#### Assignment:
Search the data for the word "Serialize" and copy every line where it occurs.

Start of Block

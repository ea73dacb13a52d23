//! API error handling
//!
//! Errors are rendered as JSON `{error, code}`. Outside development the
//! message of internal and upstream failures is replaced by a generic one.

use std::sync::atomic::{AtomicBool, Ordering};

use application::ApplicationError;
use axum::{
    Json,
    http::StatusCode,
    response::{IntoResponse, Response},
};
use integration_twilio::TwilioError;
use serde::Serialize;
use thiserror::Error;

/// Whether internal error details are included in responses
static EXPOSE_INTERNAL_ERRORS: AtomicBool = AtomicBool::new(true);

/// Configure whether internal error details should be exposed in responses.
///
/// Set to `false` in production.
pub fn set_expose_internal_errors(expose: bool) {
    EXPOSE_INTERNAL_ERRORS.store(expose, Ordering::SeqCst);
}

fn should_expose_details() -> bool {
    EXPOSE_INTERNAL_ERRORS.load(Ordering::SeqCst)
}

/// API error type
#[derive(Debug, Error)]
pub enum ApiError {
    #[error("Bad request: {0}")]
    BadRequest(String),

    #[error("Forbidden: {0}")]
    Forbidden(String),

    #[error("Not found: {0}")]
    NotFound(String),

    #[error("Rate limited")]
    RateLimited,

    #[error("Service unavailable: {0}")]
    ServiceUnavailable(String),

    #[error("Internal error: {0}")]
    Internal(String),
}

/// Error response body
#[derive(Debug, Serialize)]
pub struct ErrorResponse {
    pub error: String,
    pub code: String,
}

impl ApiError {
    pub const fn status(&self) -> StatusCode {
        match self {
            Self::BadRequest(_) => StatusCode::BAD_REQUEST,
            Self::Forbidden(_) => StatusCode::FORBIDDEN,
            Self::NotFound(_) => StatusCode::NOT_FOUND,
            Self::RateLimited => StatusCode::TOO_MANY_REQUESTS,
            Self::ServiceUnavailable(_) => StatusCode::SERVICE_UNAVAILABLE,
            Self::Internal(_) => StatusCode::INTERNAL_SERVER_ERROR,
        }
    }

    pub const fn code(&self) -> &'static str {
        match self {
            Self::BadRequest(_) => "bad_request",
            Self::Forbidden(_) => "forbidden",
            Self::NotFound(_) => "not_found",
            Self::RateLimited => "rate_limited",
            Self::ServiceUnavailable(_) => "service_unavailable",
            Self::Internal(_) => "internal_error",
        }
    }

    fn public_message(&self) -> String {
        match self {
            Self::BadRequest(msg) | Self::NotFound(msg) => msg.clone(),
            // Never tell the caller which check failed
            Self::Forbidden(_) => "Access denied".to_string(),
            Self::RateLimited => "Rate limit exceeded".to_string(),
            Self::ServiceUnavailable(msg) if should_expose_details() => msg.clone(),
            Self::ServiceUnavailable(_) => "Service temporarily unavailable".to_string(),
            Self::Internal(msg) if should_expose_details() => msg.clone(),
            Self::Internal(_) => "An internal error occurred".to_string(),
        }
    }
}

impl IntoResponse for ApiError {
    fn into_response(self) -> Response {
        let body = ErrorResponse {
            error: self.public_message(),
            code: self.code().to_string(),
        };
        (self.status(), Json(body)).into_response()
    }
}

impl From<ApplicationError> for ApiError {
    fn from(err: ApplicationError) -> Self {
        match err {
            ApplicationError::Domain(e) => Self::BadRequest(e.to_string()),
            ApplicationError::InvalidRequest(msg) => Self::BadRequest(msg),
            ApplicationError::AuthRejected => Self::Forbidden(err.to_string()),
            ApplicationError::RateLimited => Self::RateLimited,
            ApplicationError::UpstreamTimeout { .. } | ApplicationError::UpstreamError { .. } => {
                Self::ServiceUnavailable(err.to_string())
            },
            ApplicationError::ClipNotFound(_) | ApplicationError::SessionNotFound(_) => {
                Self::NotFound(err.to_string())
            },
            ApplicationError::Configuration(msg) | ApplicationError::Internal(msg) => {
                Self::Internal(msg)
            },
        }
    }
}

impl From<TwilioError> for ApiError {
    fn from(err: TwilioError) -> Self {
        match err {
            TwilioError::MissingSignature
            | TwilioError::MalformedSignature(_)
            | TwilioError::SignatureMismatch => Self::Forbidden(err.to_string()),
            TwilioError::InvalidTurn(_) => Self::BadRequest(err.to_string()),
            TwilioError::InvalidKey(_) | TwilioError::InvalidUrl(_) => {
                Self::Internal(err.to_string())
            },
        }
    }
}

#[cfg(test)]
mod tests {
    use super::*;

    #[test]
    fn status_and_code_match() {
        let cases = [
            (ApiError::BadRequest("x".into()), StatusCode::BAD_REQUEST, "bad_request"),
            (ApiError::Forbidden("x".into()), StatusCode::FORBIDDEN, "forbidden"),
            (ApiError::NotFound("x".into()), StatusCode::NOT_FOUND, "not_found"),
            (ApiError::RateLimited, StatusCode::TOO_MANY_REQUESTS, "rate_limited"),
            (
                ApiError::ServiceUnavailable("x".into()),
                StatusCode::SERVICE_UNAVAILABLE,
                "service_unavailable",
            ),
            (
                ApiError::Internal("x".into()),
                StatusCode::INTERNAL_SERVER_ERROR,
                "internal_error",
            ),
        ];
        for (err, status, code) in cases {
            assert_eq!(err.status(), status);
            assert_eq!(err.code(), code);
            assert_eq!(err.into_response().status(), status);
        }
    }

    #[test]
    fn forbidden_hides_reason() {
        let err = ApiError::Forbidden("signature mismatch".to_string());
        assert_eq!(err.public_message(), "Access denied");
    }

    #[test]
    fn auth_rejection_is_forbidden() {
        let err: ApiError = ApplicationError::AuthRejected.into();
        assert!(matches!(err, ApiError::Forbidden(_)));
    }

    #[test]
    fn invalid_request_is_bad_request() {
        let err: ApiError = ApplicationError::InvalidRequest("missing CallSid".to_string()).into();
        let ApiError::BadRequest(msg) = err else {
            unreachable!("Expected BadRequest");
        };
        assert_eq!(msg, "missing CallSid");
    }

    #[test]
    fn domain_error_is_bad_request() {
        let err: ApiError =
            ApplicationError::Domain(domain::DomainError::InvalidCallSid("bad".to_string())).into();
        assert!(matches!(err, ApiError::BadRequest(_)));
    }

    #[test]
    fn missing_clip_and_session_are_not_found() {
        let clip: ApiError = ApplicationError::ClipNotFound("abc".to_string()).into();
        let session: ApiError = ApplicationError::SessionNotFound("CA1".to_string()).into();
        assert!(matches!(clip, ApiError::NotFound(_)));
        assert!(matches!(session, ApiError::NotFound(_)));
    }

    #[test]
    fn upstream_failures_are_unavailable() {
        let timeout: ApiError = ApplicationError::UpstreamTimeout {
            service: "response generator",
            timeout_ms: 4000,
        }
        .into();
        let failed: ApiError = ApplicationError::upstream("speech synthesizer", "boom").into();
        assert!(matches!(timeout, ApiError::ServiceUnavailable(_)));
        assert!(matches!(failed, ApiError::ServiceUnavailable(_)));
        assert!(matches!(
            ApiError::from(ApplicationError::RateLimited),
            ApiError::RateLimited
        ));
    }

    #[test]
    fn configuration_is_internal() {
        let err: ApiError = ApplicationError::Configuration("bad".to_string()).into();
        assert!(matches!(err, ApiError::Internal(_)));
    }

    #[test]
    fn signature_errors_are_forbidden() {
        assert!(matches!(
            ApiError::from(TwilioError::SignatureMismatch),
            ApiError::Forbidden(_)
        ));
        assert!(matches!(
            ApiError::from(TwilioError::MissingSignature),
            ApiError::Forbidden(_)
        ));
        assert!(matches!(
            ApiError::from(TwilioError::InvalidTurn("x".to_string())),
            ApiError::BadRequest(_)
        ));
        assert!(matches!(
            ApiError::from(TwilioError::InvalidUrl("x".to_string())),
            ApiError::Internal(_)
        ));
    }

    #[test]
    fn error_response_serialization() {
        let resp = ErrorResponse {
            error: "Access denied".to_string(),
            code: "forbidden".to_string(),
        };
        let json = serde_json::to_value(&resp).unwrap();
        assert_eq!(json["error"], "Access denied");
        assert_eq!(json["code"], "forbidden");
    }
}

End of Block

#### Answer section:
use serde::Serialize;
#[derive(Debug, Serialize)]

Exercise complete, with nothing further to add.